Molly consideraba la historia de amor de Phoebe y Dan como material de leyenda, y hacía mucho tiempo había decidido que, si no podía tener lo mismo que compartían su hermana y su cuñado, no quería nada. Sólo una Gran Historia de Amor satisfaría a Molly, y eso era tan probable como que Dan le retirase la multa a Kevin.
Su cuñado le pasó automáticamente un brazo por detrás de los hombros. Cuando Dan estaba con su familia, siempre tenía el brazo detrás de los hombros de alguien. Molly sintió una punzada en el corazón. Con los años había salido con un montón de chicos decentes e incluso había intentado convencerse de que se había enamorado de uno o dos de ellos, pero su enamoramiento se había evaporado en el momento de darse cuenta de que no podrían llenar ni por asomo la gigantesca sombra proyectada por su cuñado. Empezaba a sospechar que nadie lo lograría jamás.
– Phoebe, ya sé que Kevin te cae bien, pero esta vez ha ido demasiado lejos -dijo Dan. Su acento de Alabama, lento y pesado, se volvía más denso cuando se enfadaba, y en ese momento goteaba melaza.
– Eso es lo que dijiste la última vez -replicó Phoebe-. Y a ti también te cae bien.
– ¡No lo comprendo! Jugar con los Stars es la cosa más importante en la vida. ¿Por qué se esfuerza tanto en arruinarlo?

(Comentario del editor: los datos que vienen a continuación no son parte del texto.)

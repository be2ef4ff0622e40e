//! Terminal failures of an extraction run.

use thiserror::Error;

use crate::model::ModelError;

/// Errors surfaced to the caller of [`super::VocabularyPipeline::extract`].
///
/// Everything recoverable (malformed output with an earlier partial result,
/// missing markup hints) is handled inside the pipeline.
#[derive(Debug, Error)]
pub enum ExtractionError {
    /// The model service rejected the call for authorization or quota reasons.
    #[error("Model service unavailable with the current API key (possibly exceeded free quota): {message}")]
    ServiceUnavailable {
        /// Provider message, unchanged.
        message: String,
    },

    /// Model output could not be repaired at any stage.
    #[error("Model output could not be repaired after {attempts} repair attempts")]
    MalformedOutput {
        /// Model-assisted repair attempts spent before giving up.
        attempts: usize,
    },

    /// Every stage produced zero valid entries.
    #[error("No vocabulary found on the page")]
    NoVocabularyFound,

    /// The model call failed for a reason other than authorization or quota.
    #[error("Model invocation failed: {0}")]
    Model(String),

    /// The request cannot be run at all.
    #[error("Invalid extraction request: {0}")]
    InvalidRequest(String),
}

impl ExtractionError {
    /// Classifies a failed model call.
    #[must_use]
    pub fn from_model(error: ModelError) -> Self {
        if error.is_service_denial() {
            Self::ServiceUnavailable {
                message: error.message().to_string(),
            }
        } else {
            Self::Model(error.message().to_string())
        }
    }

    /// One human-readable sentence per failure kind, for end users.
    #[must_use]
    pub const fn user_message(&self) -> &'static str {
        match self {
            Self::ServiceUnavailable { .. } => {
                "This model is not available with the current API key (possibly exceeded free quota)."
            }
            Self::MalformedOutput { .. } => {
                "The extracted data could not be read. Please try again later."
            }
            Self::NoVocabularyFound => {
                "Could not extract words from the site. Please check the site format."
            }
            Self::Model(_) => "The vocabulary service failed. Please try again later.",
            Self::InvalidRequest(_) => "Please enter a valid URL.",
        }
    }
}

#[cfg(test)]
mod tests {
    use super::*;

    #[test]
    fn test_from_model_classifies_denials() {
        let denied = ExtractionError::from_model(ModelError::new("Quota exceeded"));
        assert!(matches!(
            denied,
            ExtractionError::ServiceUnavailable { ref message } if message == "Quota exceeded"
        ));

        let transient = ExtractionError::from_model(ModelError::new("connection reset"));
        assert!(matches!(transient, ExtractionError::Model(_)));
    }

    #[test]
    fn test_user_messages_are_distinct() {
        let errors = [
            ExtractionError::ServiceUnavailable {
                message: String::new(),
            },
            ExtractionError::MalformedOutput { attempts: 3 },
            ExtractionError::NoVocabularyFound,
            ExtractionError::Model(String::new()),
            ExtractionError::InvalidRequest(String::new()),
        ];
        let mut messages: Vec<_> = errors.iter().map(ExtractionError::user_message).collect();
        messages.sort_unstable();
        messages.dedup();
        assert_eq!(messages.len(), errors.len());
    }
}
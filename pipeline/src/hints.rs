//! Sources of markup hints for the adaptive retry.

use async_trait::async_trait;
use vocab_harvest_markup::{MarkupAnalyzer, MarkupHint};

/// Produces ranked content-region hints for a page. An empty list means no
/// adaptive fallback is available; it is not an error.
#[async_trait]
pub trait HintSource: Send + Sync {
    async fn hints_for(&self, url: &str) -> Vec<MarkupHint>;
}

#[async_trait]
impl HintSource for MarkupAnalyzer {
    async fn hints_for(&self, url: &str) -> Vec<MarkupHint> {
        self.analyze(url).await
    }
}

/// `None` disables the adaptive retry.
#[async_trait]
impl<T: HintSource> HintSource for Option<T> {
    async fn hints_for(&self, url: &str) -> Vec<MarkupHint> {
        match self {
            Some(source) => source.hints_for(url).await,
            None => Vec::new(),
        }
    }
}

/// Disables the adaptive retry.
#[derive(Debug, Clone, Copy, Default)]
pub struct NoHints;

#[async_trait]
impl HintSource for NoHints {
    async fn hints_for(&self, _url: &str) -> Vec<MarkupHint> {
        Vec::new()
    }
}

/// Fixed hints, regardless of URL.
#[derive(Debug, Clone, Default)]
pub struct StaticHints(pub Vec<MarkupHint>);

#[async_trait]
impl HintSource for StaticHints {
    async fn hints_for(&self, _url: &str) -> Vec<MarkupHint> {
        self.0.clone()
    }
}

#[cfg(test)]
mod tests {
    use super::*;

    fn hint() -> MarkupHint {
        MarkupHint {
            selector: "table.glossary".to_string(),
            score: 8,
        }
    }

    #[tokio::test]
    async fn test_optional_source_defaults_to_no_hints() {
        let disabled: Option<StaticHints> = None;
        assert!(disabled.hints_for("https://example.com").await.is_empty());

        let enabled = Some(StaticHints(vec![hint()]));
        assert_eq!(enabled.hints_for("https://example.com").await, vec![hint()]);
    }

    #[tokio::test]
    async fn test_no_hints_is_empty() {
        assert!(NoHints.hints_for("https://example.com").await.is_empty());
    }
}
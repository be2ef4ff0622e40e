//! Raw page retrieval.

use crate::error::MarkupError;
use crate::types::MarkupConfig;

/// Builds the HTTP client used for page fetches.
///
/// # Errors
/// Returns `MarkupError::ClientBuild` if the TLS backend cannot be initialised.
pub fn build_client(config: &MarkupConfig) -> Result<reqwest::Client, MarkupError> {
    reqwest::Client::builder()
        .user_agent(config.user_agent.clone())
        .timeout(config.timeout)
        .build()
        .map_err(MarkupError::ClientBuild)
}

/// Fetches the raw markup behind `url`.
///
/// # Errors
/// Returns an error on transport failure, a non-success status, or an
/// unreadable body.
pub async fn fetch_markup(client: &reqwest::Client, url: &str) -> Result<String, MarkupError> {
    let response = client
        .get(url)
        .header(reqwest::header::ACCEPT, "text/html,application/xhtml+xml")
        .send()
        .await
        .map_err(|source| MarkupError::Request {
            url: url.to_string(),
            source,
        })?;

    let status = response.status();
    if !status.is_success() {
        return Err(MarkupError::Status {
            url: url.to_string(),
            status: status.as_u16(),
        });
    }

    response.text().await.map_err(|source| MarkupError::Body {
        url: url.to_string(),
        source,
    })
}
//! Staged vocabulary extraction.
//!
//! - [`VocabularyPipeline`] - sample pass, adaptive retry, full pass, repair,
//!   validation
//! - [`ExtractionError`] - terminal failures surfaced to callers
//! - [`RunMetrics`] - stage trace, model calls, token estimates
//! - [`PipelineConfig`] - token budgets and retry bounds

pub mod config;
pub mod error;
pub mod metrics;
pub mod orchestrator;

pub use config::PipelineConfig;
pub use error::ExtractionError;
pub use metrics::{RunMetrics, Stage, estimate_tokens};
pub use orchestrator::VocabularyPipeline;
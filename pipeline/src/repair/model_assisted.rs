//! Model-assisted repair with a hard attempt cap.

use serde_json::Value;

use super::basic::{basic_repair, has_start_marker, parse_word_list};
use super::{RepairAttempt, RepairConfig, RepairError, RepairFailure, RepairOutcome};
use crate::model::TextModel;
use crate::profile::LanguageProfile;
use crate::prompts::{repair_prompt, truncate_chars};

/// A structurally valid list recovered by the model.
#[derive(Debug, Clone)]
pub struct Repaired {
    pub items: Vec<Value>,
    /// Model calls spent, including the successful one.
    pub attempts: usize,
}

/// Sends broken text back to the model with repair instructions taken from
/// the language profile, validating each answer like a local repair.
pub struct ModelRepairer<'a, M: TextModel + ?Sized> {
    model: &'a M,
    profile: &'a LanguageProfile,
    config: RepairConfig,
}

impl<'a, M: TextModel + ?Sized> ModelRepairer<'a, M> {
    #[must_use]
    pub const fn new(model: &'a M, profile: &'a LanguageProfile, config: RepairConfig) -> Self {
        Self {
            model,
            profile,
            config,
        }
    }

    /// Runs the bounded repair loop.
    ///
    /// Attempts are strictly sequential; attempt N+1 starts only after
    /// attempt N was rejected. Never more than [`super::MAX_REPAIR_ATTEMPTS`].
    ///
    /// # Errors
    ///
    /// `RepairError::ServiceDenied` as soon as the model refuses a call for
    /// authorization or quota reasons, `RepairError::Exhausted` once every
    /// attempt was rejected.
    pub async fn repair(&self, candidate: &str) -> Result<Repaired, RepairError> {
        let max_attempts = self.config.attempt_budget();
        let input_text = truncate_chars(candidate, self.config.input_chars);
        let mut history: Vec<RepairAttempt> = Vec::new();

        for attempt in 1..=max_attempts {
            let prompt = repair_prompt(
                self.profile,
                &input_text,
                attempt,
                max_attempts,
                history.last(),
            );

            let (response_text, result) = match self
                .model
                .generate(&prompt, self.config.max_output_tokens)
                .await
            {
                Ok(raw) => {
                    let result = validate_repair_response(&raw);
                    (raw, result)
                }
                Err(e) if e.is_service_denial() => return Err(RepairError::ServiceDenied(e)),
                Err(e) => (String::new(), Err(RepairFailure::Model(e.to_string()))),
            };

            match result {
                Ok(items) => {
                    tracing::info!(
                        attempt,
                        entries = items.len(),
                        "model-assisted repair succeeded"
                    );
                    return Ok(Repaired {
                        items,
                        attempts: attempt,
                    });
                }
                Err(reason) => {
                    tracing::warn!(
                        attempt,
                        max_attempts,
                        %reason,
                        "model-assisted repair rejected"
                    );
                    history.push(RepairAttempt {
                        attempt_number: attempt,
                        input_text: input_text.clone(),
                        response_text,
                        outcome: RepairOutcome::Failure { reason },
                    });
                }
            }
        }

        Err(RepairError::Exhausted {
            attempts: max_attempts,
            history,
        })
    }
}

/// A repair answer must at least contain the start marker; otherwise local
/// repair would just synthesize an empty list out of prose.
fn validate_repair_response(raw: &str) -> Result<Vec<Value>, RepairFailure> {
    if !has_start_marker(raw) {
        return Err(RepairFailure::MissingMarker);
    }
    parse_word_list(&basic_repair(raw))
}

#[cfg(test)]
mod tests {
    use super::*;
    use crate::model::ModelError;
    use crate::profile::resolve;
    use async_trait::async_trait;
    use std::sync::Mutex;

    struct Scripted {
        responses: Mutex<Vec<Result<String, ModelError>>>,
        prompts: Mutex<Vec<String>>,
    }

    impl Scripted {
        fn new(responses: Vec<Result<String, ModelError>>) -> Self {
            Self {
                responses: Mutex::new(responses.into_iter().rev().collect()),
                prompts: Mutex::new(Vec::new()),
            }
        }

        fn calls(&self) -> usize {
            self.prompts.lock().unwrap().len()
        }
    }

    #[async_trait]
    impl TextModel for Scripted {
        async fn generate(&self, prompt: &str, _max: u64) -> Result<String, ModelError> {
            self.prompts.lock().unwrap().push(prompt.to_string());
            self.responses
                .lock()
                .unwrap()
                .pop()
                .unwrap_or_else(|| Ok("still not json".to_string()))
        }
    }

    #[tokio::test]
    async fn test_never_exceeds_three_attempts() {
        let model = Scripted::new(Vec::new());
        let profile = resolve("auto", "en");
        let config = RepairConfig {
            max_attempts: 99,
            ..RepairConfig::default()
        };

        let result = ModelRepairer::new(&model, &profile, config).repair("{\"words\":[{").await;

        match result {
            Err(RepairError::Exhausted { attempts, history }) => {
                assert_eq!(attempts, 3);
                assert_eq!(history.len(), 3);
                assert_eq!(history[2].attempt_number, 3);
            }
            other => panic!("expected exhaustion, got {other:?}"),
        }
        assert_eq!(model.calls(), 3);
    }

    #[tokio::test]
    async fn test_second_attempt_succeeds_with_feedback() {
        let model = Scripted::new(vec![
            Ok("Sorry, here you go".to_string()),
            Ok(
                "```json\n{\"words\":[{\"word\":\"agree\",\"meaning\":\"to agree\"}]}\n```"
                    .to_string(),
            ),
        ]);
        let profile = resolve("auto", "en");

        let repaired = ModelRepairer::new(&model, &profile, RepairConfig::default())
            .repair("{\"words\":[{\"word\":\"agree\",")
            .await
            .unwrap();

        assert_eq!(repaired.attempts, 2);
        assert_eq!(repaired.items.len(), 1);
        let prompts = model.prompts.lock().unwrap();
        assert!(prompts[1].contains("Attempt 2/3"));
        assert!(prompts[1].contains("Sorry, here you go"));
    }

    #[tokio::test]
    async fn test_denial_stops_the_loop() {
        let model = Scripted::new(vec![Err(ModelError::new("429 quota exceeded"))]);
        let profile = resolve("auto", "en");

        let result = ModelRepairer::new(&model, &profile, RepairConfig::default())
            .repair("broken")
            .await;

        assert!(matches!(result, Err(RepairError::ServiceDenied(_))));
        assert_eq!(model.calls(), 1);
    }

    #[tokio::test]
    async fn test_transient_error_counts_as_failed_attempt() {
        let model = Scripted::new(vec![
            Err(ModelError::new("connection reset")),
            Ok("{\"words\":[]}".to_string()),
        ]);
        let profile = resolve("auto", "en");

        let repaired = ModelRepairer::new(&model, &profile, RepairConfig::default())
            .repair("broken")
            .await
            .unwrap();

        assert_eq!(repaired.attempts, 2);
        assert!(repaired.items.is_empty());
    }

    #[tokio::test]
    async fn test_candidate_is_truncated_in_prompt() {
        let model = Scripted::new(vec![Ok("{\"words\":[]}".to_string())]);
        let profile = resolve("auto", "en");
        let config = RepairConfig {
            input_chars: 10,
            ..RepairConfig::default()
        };
        let candidate = "x".repeat(50);

        ModelRepairer::new(&model, &profile, config).repair(&candidate).await.unwrap();

        let prompts = model.prompts.lock().unwrap();
        assert!(prompts[0].ends_with(&format!("{}...", "x".repeat(10))));
    }
}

Phoebe sonrió con dulzura y respondió:
– Probablemente tú puedas responder a eso mejor que ningún otro, ya que también fuiste una auténtica ruina hasta que llegué yo.
– Debes de estar confundiéndome con otra persona.
Phoebe se rió, y la mirada colérica de Dan dio paso a esa sonrisa entrañable que Molly había presenciado miles de veces y había envidiado otras tantas. Luego la sonrisa se desvaneció.
– Si no le conociese mejor, diría que le persigue el diablo -dijo entonces Dan.
– Diablos -interpuso Molly-, todos con acento extranjero y grandes tetas.
– Eso es lo que tiene ser jugador de fútbol: no lo olvides jamás -repuso Dan.
Molly no quería oír nada más de Kevin, así que tras darle a Dan un beso rápido en la mejilla, dijo:
– Hannah me espera. Os la devolveré mañana a última hora de la tarde.
– No le dejes leer los periódicos de la mañana.
– No lo haré.
Hannah se entristecía cuando los periódicos no hablaban bien de los Stars, y la multa que se le había impuesto a Kevin sin duda iba a suscitar polémica.
Molly dijo adiós con la mano, recogió a Hannah, besó a las mellizas y a Andrew y emprendió el camino hacia su casa. La autopista de peaje este-oeste empezaba a saturarse con el tráfico de hora punta, y Molly supo que tardaría algo más de una hora en llegar a Evanston, el pueblo de la costa norte que era tanto la ubicación de su alma máter como de su casa actual.